◆ Exercise aim: Look through the records that follow. Copy every line containing the word "commands".

◆ Provided information:
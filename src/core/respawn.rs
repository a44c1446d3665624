//! Core domain: kill plane and respawn flow.
//!
//! The respawn controller only touches the control flag, the transform,
//! and the integrator-owned velocity. The jump state machine is left
//! alone and re-converges on its own.

use avian2d::prelude::*;
use bevy::prelude::*;

use crate::player::{ControlEnabled, Player, player_bounds};
use crate::world::{KillPlane, SpawnPoint};

const RESPAWN_DELAY: f32 = 0.6;

/// Countdown between falling out and being placed back at the spawn point.
#[derive(Component, Debug)]
pub struct Respawning {
    pub remaining: f32,
}

/// Disable control and start the respawn countdown once the character's
/// bounds drop fully below the kill plane.
pub(crate) fn begin_respawn(
    mut commands: Commands,
    kill_plane: Res<KillPlane>,
    mut query: Query<
        (Entity, &Transform, &Collider, &mut ControlEnabled),
        (With<Player>, Without<Respawning>),
    >,
) {
    for (entity, transform, collider, mut control) in &mut query {
        let bounds = player_bounds(transform, collider);
        if bounds.max.y < kill_plane.0 {
            control.0 = false;
            commands.entity(entity).insert(Respawning {
                remaining: RESPAWN_DELAY,
            });
            info!(
                "Player fell out at y={:.0}, respawning",
                transform.translation.y
            );
        }
    }
}

/// Place the character back at the spawn point and hand control back.
pub(crate) fn finish_respawn(
    mut commands: Commands,
    time: Res<Time>,
    spawn: Res<SpawnPoint>,
    mut query: Query<
        (
            Entity,
            &mut Respawning,
            &mut Transform,
            &mut LinearVelocity,
            &mut ControlEnabled,
        ),
        With<Player>,
    >,
) {
    for (entity, mut respawning, mut transform, mut velocity, mut control) in &mut query {
        respawning.remaining -= time.delta_secs();
        if respawning.remaining > 0.0 {
            continue;
        }

        transform.translation = spawn.0.extend(transform.translation.z);
        velocity.0 = Vec2::ZERO;
        control.0 = true;
        commands.entity(entity).remove::<Respawning>();
    }
}
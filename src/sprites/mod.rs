//! Sprites domain: presentation sinks for the movement controller.
//!
//! One-way consumers of controller output: facing flip, animation state
//! selection, and procedural jump/land pulses. Nothing here writes back
//! into controller state.

mod animation;
mod cues;

#[cfg(test)]
mod tests;

pub use animation::{AnimationController, AnimationState};

use bevy::prelude::*;

use crate::core::SimulationSet;
use crate::player::Player;
use crate::sprites::animation::{apply_facing, update_animation_state};
use crate::sprites::cues::{ScalePulse, play_pulses, trigger_cues};

/// Marker for the child entity carrying the player's sprite. Pulses scale
/// this child, not the body, so the collider is never distorted.
#[derive(Component, Debug)]
pub struct CharacterVisual;

pub struct SpritesPlugin;

impl Plugin for SpritesPlugin {
    fn build(&self, app: &mut App) {
        app.add_systems(
            Update,
            (
                attach_visual,
                update_animation_state,
                apply_facing,
                trigger_cues,
                play_pulses,
            )
                .chain()
                .in_set(SimulationSet::Present),
        );
    }
}

/// Give newly spawned players their visual child and animation bookkeeping.
fn attach_visual(
    mut commands: Commands,
    players: Query<Entity, (With<Player>, Without<AnimationController>)>,
) {
    for entity in &players {
        commands
            .entity(entity)
            .insert(AnimationController::default())
            .with_children(|parent| {
                parent.spawn((
                    CharacterVisual,
                    ScalePulse::default(),
                    Sprite {
                        color: Color::srgb(0.9, 0.9, 0.9),
                        custom_size: Some(Vec2::new(24.0, 48.0)),
                        ..default()
                    },
                    Transform::default(),
                ));
            });
    }
}
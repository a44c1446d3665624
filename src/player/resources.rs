//! Player domain: per-tick input snapshot.

use bevy::prelude::*;

/// Raw input sampled once per tick. The control gate is applied where the
/// values are consumed, not here.
#[derive(Resource, Debug, Default)]
pub struct MovementInput {
    /// Horizontal axis in [-1, 1]; y is unused by the controller.
    pub axis: Vec2,
    /// True only on the tick the jump button went down.
    pub jump_just_pressed: bool,
    /// True only on the tick the jump button was released.
    pub jump_released: bool,
}
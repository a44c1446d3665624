//! Player domain: jump lifecycle notifications.

use bevy::ecs::message::Message;
use bevy::prelude::*;

/// Queued once per flight, when ground contact is first lost after take-off.
#[derive(Debug)]
pub struct JumpedEvent {
    pub player: Entity,
}

impl Message for JumpedEvent {}

/// Queued once per flight, when ground contact returns.
#[derive(Debug)]
pub struct LandedEvent {
    pub player: Entity,
}

impl Message for LandedEvent {}
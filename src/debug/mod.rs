//! Debug overlay for the movement controller (dev-tools builds).
//!
//! F1 or backtick toggles a live readout of the jump state, velocity, and
//! contact/control flags.

use avian2d::prelude::*;
use bevy::prelude::*;

use crate::player::{ControlEnabled, GroundContact, JumpState, Player, TargetVelocity};

/// Resource tracking overlay visibility.
#[derive(Resource, Debug, Default)]
pub struct DebugState {
    pub show_info: bool,
}

/// Marker for the overlay text node.
#[derive(Component, Debug)]
pub struct DebugInfoOverlay;

pub struct DebugPlugin;

impl Plugin for DebugPlugin {
    fn build(&self, app: &mut App) {
        app.init_resource::<DebugState>()
            .add_systems(Update, (toggle_overlay, update_overlay).chain());
    }
}

/// Toggle the overlay with F1 or backtick.
fn toggle_overlay(
    mut commands: Commands,
    keyboard: Res<ButtonInput<KeyCode>>,
    mut state: ResMut<DebugState>,
    existing: Query<Entity, With<DebugInfoOverlay>>,
) {
    if !(keyboard.just_pressed(KeyCode::F1) || keyboard.just_pressed(KeyCode::Backquote)) {
        return;
    }

    state.show_info = !state.show_info;
    info!(
        "[DEBUG] Overlay {}",
        if state.show_info { "ON" } else { "OFF" }
    );

    if state.show_info {
        spawn_overlay(&mut commands);
    } else {
        for entity in &existing {
            commands.entity(entity).despawn();
        }
    }
}

/// Refresh the overlay with current controller state.
fn update_overlay(
    state: Res<DebugState>,
    player: Query<
        (
            &JumpState,
            &GroundContact,
            &ControlEnabled,
            &LinearVelocity,
            &TargetVelocity,
        ),
        With<Player>,
    >,
    mut overlay: Query<&mut Text, With<DebugInfoOverlay>>,
) {
    if !state.show_info {
        return;
    }

    if let (Ok((jump_state, contact, control, velocity, target)), Ok(mut text)) =
        (player.single(), overlay.single_mut())
    {
        **text = format!(
            "Jump: {:?}\nVel: ({:.0}, {:.0})\nTarget vx: {:.0}\nGrounded: {}\nControl: {}",
            jump_state, velocity.x, velocity.y, target.0.x, contact.on_ground, control.0
        );
    }
}

fn spawn_overlay(commands: &mut Commands) {
    commands.spawn((
        DebugInfoOverlay,
        Text::new("Loading..."),
        TextFont {
            font_size: 12.0,
            ..default()
        },
        TextColor(Color::srgb(0.8, 0.9, 0.8)),
        Node {
            position_type: PositionType::Absolute,
            left: Val::Px(20.0),
            bottom: Val::Px(20.0),
            padding: UiRect::all(Val::Px(8.0)),
            ..default()
        },
        BackgroundColor(Color::srgba(0.0, 0.0, 0.0, 0.7)),
        ZIndex(500),
    ));
}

◆ Solution to this task:
    mut commands: Commands,
            commands.entity(entity).insert(Respawning {
    mut commands: Commands,
        commands.entity(entity).remove::<Respawning>();
    mut commands: Commands,
        commands
    mut commands: Commands,
        spawn_overlay(&mut commands);
            commands.entity(entity).despawn();
fn spawn_overlay(commands: &mut Commands) {
    commands.spawn((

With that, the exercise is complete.